People often ask me "How did you learn how to hack?" The answer: by reading. This page is a collection of the blog posts and other articles that I have accumulated over the years of my journey. Enjoy!

Break into any Microsoft building: Leaking PII in Microsoft Guest Check-In- 1691

BribesPosted 7 Months Ago
  • While browsing Shodan one day, they noticed a subdomain associated with Microsoft - guest.microsoft.com. Once logged in via a phone number, no information was given. This seemed like it wasn't meant to be publicly accessible.
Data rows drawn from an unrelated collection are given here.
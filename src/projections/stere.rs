//!
//! Stereographic - Azimuthal
//!
//! Forward and inverse, spherical and ellipsoidal, with the polar,
//! oblique and equatorial branches.
//!
//! ### Derived projection:
//!
//! ups: Universal Polar Stereographic
//!
//! see also <https://proj.org/operations/projections/stere.html>
//! and <https://proj.org/operations/projections/ups.html>
//!
//! stere: "Stereographic" Azi, Sph&Ell, lat_ts=
//! ups: "Universal Polar Stereographic" Azi, Ell, south
//!
use crate::errors::{Error, Result};
use crate::math::{
    consts::{EPS_10, FRAC_PI_2, FRAC_PI_4},
    tsfn,
};
use crate::parameters::ParamList;
use crate::proj::ProjData;

#[inline]
fn ssfn(phit: f64, sinphi: f64, eccen: f64) -> f64 {
    let sinphi = sinphi * eccen;
    (0.5 * (FRAC_PI_2 + phit)).tan() * ((1. - sinphi) / (1. + sinphi)).powf(0.5 * eccen)
}

#[allow(non_camel_case_types)]
#[allow(clippy::upper_case_acronyms)]
#[derive(Debug, Copy, Clone, PartialEq)]
enum Mode {
    S_POLE,
    N_POLE,
    OBLIQ,
    EQUIT,
}

use Mode::*;

// Projection stub
super::projection! { stere, ups }

#[derive(Debug, Clone)]
pub(crate) struct Projection {
    mode: Mode,
    e: f64,
    phi0: f64,
    sinx1: f64,
    cosx1: f64,
    akm1: f64,
}

impl Projection {
    #[inline]
    pub fn is_ellipsoid(&self) -> bool {
        self.e != 0.
    }

    // -----------
    // stere
    // -----------
    pub fn stere(p: &mut ProjData, params: &ParamList) -> Result<Self> {
        Self::init(p, params.try_angular_value("lat_ts")?)
    }

    // -----------
    // ups
    // -----------
    pub fn ups(p: &mut ProjData, params: &ParamList) -> Result<Self> {
        p.phi0 = if params.check_option("south")? {
            -FRAC_PI_2
        } else {
            FRAC_PI_2
        };

        if p.ellps.is_sphere() {
            Err(Error::EllipsoidRequired)
        } else {
            p.k0 = 0.994;
            p.x0 = 2_000_000.;
            p.y0 = 2_000_000.;
            p.lam0 = 0.;
            Self::init(p, Some(FRAC_PI_2))
        }
    }

    #[inline(always)]
    pub fn forward(&self, lam: f64, phi: f64, z: f64) -> Result<(f64, f64, f64)> {
        if self.is_ellipsoid() {
            self.e_forward(lam, phi, z)
        } else {
            self.s_forward(lam, phi, z)
        }
    }

    #[inline(always)]
    pub fn inverse(&self, x: f64, y: f64, z: f64) -> Result<(f64, f64, f64)> {
        if self.is_ellipsoid() {
            self.e_inverse(x, y, z)
        } else {
            self.s_inverse(x, y, z)
        }
    }

    //------------------
    // Ellipsoidal
    //------------------

    #[inline(always)]
    fn e_forward(&self, lam: f64, phi: f64, z: f64) -> Result<(f64, f64, f64)> {
        let coslam = lam.cos();
        let sinlam = lam.sin();
        let sinphi = phi.sin();

        let (x, y) = match self.mode {
            OBLIQ => {
                let x = 2. * ssfn(phi, sinphi, self.e).atan() - FRAC_PI_2;
                let (sinx, cosx) = x.sin_cos();
                let denom = self.cosx1 * (1. + self.sinx1 * sinx + self.cosx1 * cosx * coslam);
                if denom == 0. {
                    return Err(Error::CoordTransOutsideProjectionDomain);
                }
                let a = self.akm1 / denom;
                (
                    a * cosx,
                    a * (self.cosx1 * sinx - self.sinx1 * cosx * coslam),
                )
            }
            EQUIT => {
                let x = 2. * ssfn(phi, sinphi, self.e).atan() - FRAC_PI_2;
                let (sinx, cosx) = x.sin_cos();
                // avoid division by zero
                let denom = 1. + cosx * coslam;
                if denom == 0. {
                    return Err(Error::ToleranceConditionError);
                }
                let a = self.akm1 / denom;
                (a * cosx, a * sinx)
            }
            S_POLE => {
                if (phi.abs() - FRAC_PI_2).abs() < 1e-15 {
                    (0., 0.)
                } else {
                    let x = self.akm1 * tsfn(-phi, -sinphi, self.e);
                    (x, x * coslam)
                }
            }
            N_POLE => {
                if (phi.abs() - FRAC_PI_2).abs() < 1e-15 {
                    (0., 0.)
                } else {
                    let x = self.akm1 * tsfn(phi, sinphi, self.e);
                    (x, -x * coslam)
                }
            }
        };
        Ok((x * sinlam, y, z))
    }

    #[inline(always)]
    fn e_inverse(&self, x: f64, y: f64, z: f64) -> Result<(f64, f64, f64)> {
        let rho = x.hypot(y);

        let (halfpi, halfe, tp, mut phi_l);

        let (xx, yy) = match self.mode {
            OBLIQ | EQUIT => {
                let (sinphi, cosphi) = (2. * (rho * self.cosx1).atan2(self.akm1)).sin_cos();
                phi_l = if rho == 0.0 {
                    (cosphi * self.sinx1).asin()
                } else {
                    (cosphi * self.sinx1 + (y * sinphi * self.cosx1 / rho)).asin()
                };
                tp = (0.5 * (FRAC_PI_2 + phi_l)).tan();
                halfpi = FRAC_PI_2;
                halfe = 0.5 * self.e;
                (
                    x * sinphi,
                    rho * self.cosx1 * cosphi - y * self.sinx1 * sinphi,
                )
            }
            _ => {
                tp = -rho / self.akm1;
                phi_l = FRAC_PI_2 - 2. * tp.atan();
                halfpi = -FRAC_PI_2;
                halfe = -0.5 * self.e;
                if self.mode == N_POLE {
                    (x, -y)
                } else {
                    (x, y)
                }
            }
        };

        const NITER: usize = 8;

        let (mut lam, mut phi) = (0., 0.);
        let mut i = NITER;
        while i > 0 {
            let sinphi = self.e * phi_l.sin();
            phi = 2. * (tp * ((1. + sinphi) / (1. - sinphi)).powf(halfe)).atan() - halfpi;
            if (phi_l - phi).abs() < EPS_10 {
                if self.mode == S_POLE {
                    phi = -phi
                }
                lam = if xx == 0. && yy == 0. {
                    0.
                } else {
                    xx.atan2(yy)
                };
                break;
            }
            phi_l = phi;
            i -= 1;
        }

        if i == 0 {
            Err(Error::CoordTransOutsideProjectionDomain)
        } else {
            Ok((lam, phi, z))
        }
    }

    //------------------
    // Spherical
    //------------------
    #[inline(always)]
    fn s_forward(&self, lam: f64, phi: f64, z: f64) -> Result<(f64, f64, f64)> {
        let (sinphi, cosphi) = phi.sin_cos();
        let (sinlam, coslam) = lam.sin_cos();

        let mode = self.mode;
        let (x, y) = match mode {
            EQUIT | OBLIQ => {
                let (mut y, fac) = if mode == EQUIT {
                    (1. + cosphi * coslam, sinphi)
                } else {
                    (
                        1. + self.sinx1 * sinphi + self.cosx1 * cosphi * coslam,
                        self.cosx1 * sinphi - self.sinx1 * cosphi * coslam,
                    )
                };
                if y <= EPS_10 {
                    return Err(Error::CoordTransOutsideProjectionDomain);
                }
                y = self.akm1 / y;
                (y * cosphi * sinlam, y * fac)
            }
            _ => {
                let (phi, coslam) = if mode == N_POLE {
                    (-phi, -coslam)
                } else {
                    (phi, coslam)
                };
                if (phi - FRAC_PI_2).abs() < 1.0e-8 {
                    return Err(Error::CoordTransOutsideProjectionDomain);
                }
                let y = self.akm1 * (FRAC_PI_4 + 0.5 * phi).tan();
                (y * sinlam, y * coslam)
            }
        };
        Ok((x, y, z))
    }

    #[inline(always)]
    fn s_inverse(&self, x: f64, y: f64, z: f64) -> Result<(f64, f64, f64)> {
        let rh = x.hypot(y);

        let (sinc, cosc) = (2. * (rh / self.akm1).atan()).sin_cos();
        let (lam, phi) = match self.mode {
            EQUIT => (
                // lam
                if cosc != 0. || x != 0. {
                    (x * sinc).atan2(cosc * rh)
                } else {
                    0.
                },
                // phi
                if rh.abs() <= EPS_10 {
                    0.
                } else {
                    (y * sinc / rh).asin()
                },
            ),
            OBLIQ => {
                let phi = if rh.abs() <= EPS_10 {
                    self.phi0
                } else {
                    (cosc * self.sinx1 + y * sinc * self.cosx1 / rh).asin()
                };
                let c = cosc - self.sinx1 * phi.sin();
                (
                    // lam
                    if c != 0. || x != 0. {
                        (x * sinc * self.cosx1).atan2(c * rh)
                    } else {
                        0.
                    },
                    phi,
                )
            }
            N_POLE => (
                // lam
                if x == 0. && y == 0. { 0. } else { x.atan2(-y) },
                // phi
                if rh.abs() <= EPS_10 {
                    self.phi0
                } else {
                    cosc.asin()
                },
            ),
            S_POLE => (
                // lam
                if x == 0. && y == 0. { 0. } else { x.atan2(y) },
                // phi
                if rh.abs() <= EPS_10 {
                    self.phi0
                } else {
                    (-cosc).asin()
                },
            ),
        };

        Ok((lam, phi, z))
    }

    //-----------------------
    // General initialization
    //-----------------------
    fn init(p: &mut ProjData, phits: Option<f64>) -> Result<Self> {
        let t = p.phi0.abs();
        let mode = if (t - FRAC_PI_2).abs() < EPS_10 {
            if p.phi0 < 0. {
                S_POLE
            } else {
                N_POLE
            }
        } else if t > EPS_10 {
            OBLIQ
        } else {
            EQUIT
        };

        let phits = phits.unwrap_or(FRAC_PI_2).abs();

        let (mut sinx1, mut cosx1) = (0., 0.);

        // Get ellipsoid
        let el = &p.ellps;

        let akm1 = if el.is_ellipsoid() {
            // Ellipsoidal
            let ecc = el.e;
            match mode {
                N_POLE | S_POLE => {
                    if (phits - FRAC_PI_2).abs() < EPS_10 {
                        2. * p.k0 / ((1. + ecc).powf(1. + ecc) * (1. - ecc).powf(1. - ecc)).sqrt()
                    } else {
                        let s = phits.sin();
                        let t = s * ecc;
                        phits.cos() / tsfn(phits, s, ecc) / (1. - t * t).sqrt()
                    }
                }
                EQUIT | OBLIQ => {
                    let mut t = p.phi0.sin();
                    let x = 2. * ssfn(p.phi0, t, ecc).atan() - FRAC_PI_2;
                    sinx1 = x.sin();
                    cosx1 = x.cos();
                    t *= ecc;
                    2. * p.k0 * p.phi0.cos() / (1. - t * t).sqrt()
                }
            }
        } else {
            match mode {
                EQUIT => 2. * p.k0,
                OBLIQ => {
                    sinx1 = p.phi0.sin();
                    cosx1 = p.phi0.cos();
                    2. * p.k0
                }
                S_POLE | N_POLE => {
                    if (phits - FRAC_PI_2).abs() >= EPS_10 {
                        phits.cos() / (FRAC_PI_4 - 0.5 * phits).tan()
                    } else {
                        2. * p.k0
                    }
                }
            }
        };

        Ok(Self {
            mode,
            e: el.e,
            phi0: p.phi0,
            sinx1,
            cosx1,
            akm1,
        })
    }

    pub const fn has_inverse() -> bool {
        true
    }

    pub const fn has_forward() -> bool {
        true
    }
}

#[cfg(test)]
mod tests {
    use crate::math::consts::EPS_10;
    use crate::proj::Proj;
    use crate::tests::utils::{test_proj_forward, test_proj_inverse};

    #[test]
    fn proj_stere_ellipsoidal() {
        let p = Proj::from_proj_string("+proj=stere +ellps=GRS80").unwrap();

        let inputs = [
            ((2., 1., 0.), (222644.85455011716, 110610.88347417387, 0.)),
            ((2., -1., 0.), (222644.85455011716, -110610.88347417528, 0.)),
            ((-2., 1., 0.), (-222644.85455011716, 110610.88347417387, 0.)),
            (
                (-2., -1., 0.),
                (-222644.85455011716, -110610.88347417528, 0.),
            ),
        ];

        test_proj_forward(&p, &inputs, EPS_10);
        test_proj_inverse(&p, &inputs, EPS_10);
    }

    #[test]
    fn proj_stere_spherical() {
        let p = Proj::from_proj_string("+proj=stere +R=6400000").unwrap();

        let inputs = [
            ((2., 1., 0.), (223407.81025950745, 111737.938996443, 0.)),
            ((2., -1., 0.), (223407.81025950745, -111737.938996443, 0.)),
            ((-2., 1., 0.), (-223407.81025950745, 111737.938996443, 0.)),
            ((-2., -1., 0.), (-223407.81025950745, -111737.938996443, 0.)),
        ];

        test_proj_forward(&p, &inputs, EPS_10);
        test_proj_inverse(&p, &inputs, EPS_10);
    }

    #[test]
    fn proj_stere_ups_ellipsoidal() {
        let p = Proj::from_proj_string("+proj=ups +ellps=GRS80").unwrap();

        let inputs = [
            ((2., 1., 0.), (2433455.5634384668, -10412543.301512826, 0.)),
            ((2., -1., 0.), (2448749.1185681992, -10850493.419804076, 0.)),
            ((-2., 1., 0.), (1566544.4365615332, -10412543.301512826, 0.)),
            (
                (-2., -1., 0.),
                (1551250.8814318008, -10850493.419804076, 0.),
            ),
        ];

        test_proj_forward(&p, &inputs, EPS_10);
        test_proj_inverse(&p, &inputs, EPS_10);
    }

    #[test]
    fn proj_stere_polar_roundtrip() {
        let p = Proj::from_proj_string(
            "+proj=stere +lat_0=90 +lat_ts=70 +lon_0=-45 +ellps=WGS84",
        )
        .unwrap();

        let (lam, phi) = (10f64.to_radians(), 75f64.to_radians());
        let (x, y, _) = p.projection().forward(lam, phi, 0.).unwrap();
        let (rlam, rphi, _) = p.projection().inverse(x, y, 0.).unwrap();
        approx::assert_abs_diff_eq!(rlam, lam, epsilon = 1e-9);
        approx::assert_abs_diff_eq!(rphi, phi, epsilon = 1e-9);
    }
}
  • Looking at the Burp Suite logs, they found an interesting API relating to their previous stays: /api/v1/config/ with a JSON parameter called buildingIds. Since they had not visited any buildings, none of the information was provided, though the array of buildings was empty. By providing an ID of 1, they were able to see some building information.
  • Surprisingly, a lot of building information was provided: access codes in some of them, address/building name, parking info, GPS coordinates, QR code data, Microsoft employee emails, etc. After iterating over more IDs, they found buildings from Israel to the United States.
  • They wanted to increase the impact some more. After some more effort reversing the JavaScript, they found the API /api/v1/host. By providing an email, PII about the employee, such as phone number, office location, mailing address, and more was provided. The same issue existed on guests based upon their email as well.
  • They couldn't find any exposed APIs around explicit visits, so they tried digging further. They tried for some path traversals via secondary context vulnerabilities. After using ..%2f..%2f..%2f or ../../../ URL encoded, they were able to get an Azure functions page. But why!? The proxy was decoding the URL encoded / and being used by the actual Azure function. Neat!
  • After some directory brute forcing, they got a 500 error at /api/visits/visit/test. Eventually, they managed to get this working to retrieve a wide range of invitation and meeting information. Sadly, they got nothing for the vulnerability: it was moved to review/repo, fixed, and no payment was ever made. Regardless, it was a good set of vulns!